Brammer
 


AGM

Brammer plc   Circular   Notice of Meeting   Form of Proxy

 

This document is important and requires your immediate attention

 

When considering what action you should take, you are recommended to seek your own financial advice from your stockbroker, bank manager, solicitor, accountant or other independent professional adviser duly authorised under the Financial Services and Markets Act 2000.

 

If you have sold or transferred all of your ordinary shares in Brammer plc please send this document and the accompanying proxy form to the stockbroker, bank or other agent through whom the sale or transfer was effected for transmission to the purchaser or transferee.

 

Letter to shareholders

 

 

Directors

David Dunn

Svante Adde

Paul Forman

Ian Fraser

Terry Garthwaite

Paul Thwaite

 

27 March 2007

 

Dear Shareholder

 

The 2007 annual general meeting of Brammer plc will be held at the Hilton London Heathrow Airport Terminal 4, Heathrow Airport, Hounslow, Middlesex TW6 3AF on Tuesday, 22 May 2007. The formal notice convening the meeting is set out in this document.

 

With regard to resolutions 3 to 5 Mr Dunn and Mr Garthwaite retire by rotation and offer themselves for re-election at the annual general meeting.  Paul Forman was appointed a director on 1 December 2006. He retires as he was appointed since the last annual general meeting and offers himself for re-election.

 

Mr Dunn is the Non-executive Chairman.  He has been a member of the board since 2001.

 

Mr Garthwaite is the Senior independent non-executive director.  He joined the board in 2004.

 

Mr Forman’s appointment on 1 December 2006 follows a search for an independent non-executive director with extensive relevant and recent expertise who also has had listed company board level experience to replace Mr Conway who had decided to step down from the board.  Mr Forman has a wide ranging corporate finance and international industrial background and is currently Group Chief Executive of Low and Bonar plc.  He was previously managing director, European Aftermarket Division of Unipart and had previously held advisory positions in Bain & Company and BZW Corporate Finance.

 

A profile of all directors is set out on page 15 of the Annual Report.  Following Board evaluation it has been determined that the performance of Mr Dunn and Mr Garthwaite continues to be effective and that each of them continues to demonstrate commitment to their respective roles.  As Mr Forman was appointed to the Board relatively recently he has not yet been subject to Board evaluation.

 

In addition to the ordinary business to be conducted at the meeting, the board is proposing a number of items of special business. This letter provides an explanation of the resolutions which are to be proposed at the meeting as special business.

 

1  Authority to allot ordinary shares (Resolution 7)
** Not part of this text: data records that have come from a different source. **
// Export of analysis tables (CSV) and the fit result (JSON).
//
// Files are flat tables meant for spreadsheets or a charting step; nothing
// here is read back.

use std::fs::File;
use std::path::{Path, PathBuf};

use pythag_core::estimate::PythagoreanModel;
use pythag_core::season::TeamSeasonSummary;
use serde::Serialize;
use tracing::info;

use crate::pipeline::{FitStatus, PipelineReport};

pub const SUMMARIES_FILE: &str = "summaries.csv";
pub const PREDICTIONS_FILE: &str = "predictions.csv";
pub const ONE_RUN_FILE: &str = "one_run.csv";
pub const FIT_FILE: &str = "fit.json";

#[derive(Debug, thiserror::Error)]
pub enum ExportError {
    #[error("failed to write {path}: {source}")]
    Io {
        path: PathBuf,
        source: std::io::Error,
    },

    #[error("CSV error writing {path}: {source}")]
    Csv { path: PathBuf, source: csv::Error },

    #[error("JSON error writing {path}: {source}")]
    Json {
        path: PathBuf,
        source: serde_json::Error,
    },
}

/// Summary row with the validity tag spread into flat columns.
#[derive(Serialize)]
struct SummaryRow<'a> {
    team: &'a str,
    season: u16,
    runs: u32,
    runs_allowed: u32,
    wins: u32,
    losses: u32,
    total_games: u32,
    win_pct: f64,
    log_win_loss: Option<f64>,
    log_run_ratio: Option<f64>,
    fit_eligible: bool,
}

impl<'a> From<&'a TeamSeasonSummary> for SummaryRow<'a> {
    fn from(s: &'a TeamSeasonSummary) -> Self {
        SummaryRow {
            team: &s.team,
            season: s.season,
            runs: s.runs,
            runs_allowed: s.runs_allowed,
            wins: s.wins,
            losses: s.losses,
            total_games: s.total_games,
            win_pct: s.win_pct,
            log_win_loss: s.log_ratios.map(|r| r.win_loss),
            log_run_ratio: s.log_ratios.map(|r| r.run_ratio),
            fit_eligible: s.is_fit_eligible(),
        }
    }
}

#[derive(Serialize)]
#[serde(tag = "status", rename_all = "lowercase")]
enum FitRecord<'a> {
    Fitted {
        team: &'a str,
        model: &'a PythagoreanModel,
        prediction_mean_abs_residual: Option<f64>,
        prediction_failures: usize,
    },
    Failed {
        team: &'a str,
        reason: &'a str,
    },
}

fn write_csv<T: Serialize>(
    path: &Path,
    rows: impl IntoIterator<Item = T>,
) -> Result<(), ExportError> {
    let csv_err = |source| ExportError::Csv {
        path: path.to_path_buf(),
        source,
    };
    let mut writer = csv::Writer::from_path(path).map_err(csv_err)?;
    for row in rows {
        writer.serialize(row).map_err(csv_err)?;
    }
    writer.flush().map_err(|source| ExportError::Io {
        path: path.to_path_buf(),
        source,
    })
}

pub fn write_summaries_csv(path: &Path, summaries: &[TeamSeasonSummary]) -> Result<(), ExportError> {
    write_csv(path, summaries.iter().map(SummaryRow::from))
}

fn write_fit_json(path: &Path, report: &PipelineReport) -> Result<(), ExportError> {
    let record = match &report.fit {
        FitStatus::Fitted { model, predictions } => FitRecord::Fitted {
            team: &report.team,
            model,
            prediction_mean_abs_residual: predictions.mean_abs_residual(),
            prediction_failures: predictions.failures.len(),
        },
        FitStatus::Failed { reason } => FitRecord::Failed {
            team: &report.team,
            reason,
        },
    };
    let file = File::create(path).map_err(|source| ExportError::Io {
        path: path.to_path_buf(),
        source,
    })?;
    serde_json::to_writer_pretty(file, &record).map_err(|source| ExportError::Json {
        path: path.to_path_buf(),
        source,
    })
}

/// Write every table for a report into `dir`, creating it if needed.
/// `predictions.csv` is only written when the fit succeeded.
pub fn write_report(dir: &Path, report: &PipelineReport) -> Result<Vec<PathBuf>, ExportError> {
    std::fs::create_dir_all(dir).map_err(|source| ExportError::Io {
        path: dir.to_path_buf(),
        source,
    })?;

    let mut written = Vec::new();

    let summaries_path = dir.join(SUMMARIES_FILE);
    write_summaries_csv(&summaries_path, &report.summaries)?;
    written.push(summaries_path);

    if let Some(batch) = report.predictions() {
        let path = dir.join(PREDICTIONS_FILE);
        write_csv(&path, &batch.predictions)?;
        written.push(path);
    }

    let one_run_path = dir.join(ONE_RUN_FILE);
    write_csv(&one_run_path, &report.one_run)?;
    written.push(one_run_path);

    let fit_path = dir.join(FIT_FILE);
    write_fit_json(&fit_path, report)?;
    written.push(fit_path);

    info!("wrote {} files to {}", written.len(), dir.display());
    Ok(written)
}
Under this resolution it is proposed to renew for a further year the authority of the directors to allot ordinary shares. Resolution 7 would give the board the authority to allot up to 15,992,224 ordinary shares of 20p each which represents 33.3% of the issued ordinary share capital of the company as at 27 March 2007. The authority would expire at the earlier of the conclusion of the company’s next annual general meeting held after the passing of this resolution and 21 August 2008.

 

 

 2  Disapplication of statutory pre-emption rights (Resolution 8)

This is a resolution the board proposes each year at the annual general meeting. The Companies Act 1985 requires that, subject to certain exceptions, before directors of the company can issue new shares for cash the new shares must first be offered to existing shareholders in proportion to their existing shareholdings.

 

This provision can create considerable administrative difficulty, particularly if a rights issue is made, because of entitlements to fractions of shares which could arise and because of the restrictions imposed on the company’s ability to offer new shares to certain overseas shareholders by the laws of their countries.

 

It is customary for companies to take a limited authority to issue new shares for cash without first offering those shares to existing shareholders. Accordingly, as in previous years, the board is seeking authority to issue a limited number of shares for cash.

 

The authority would permit the allotment of up to 2,398,834 ordinary shares of 20p each being 5% of the company’s issued ordinary share capital as at 27 March 2007. The authority would expire on the earlier of the conclusion of the company’s next annual general meeting held after the passing of this resolution and 21 August 2008. As usual, the directors intend to seek renewal of this power at subsequent annual general meetings.

 

3  Authority to purchase own shares (Resolution 9)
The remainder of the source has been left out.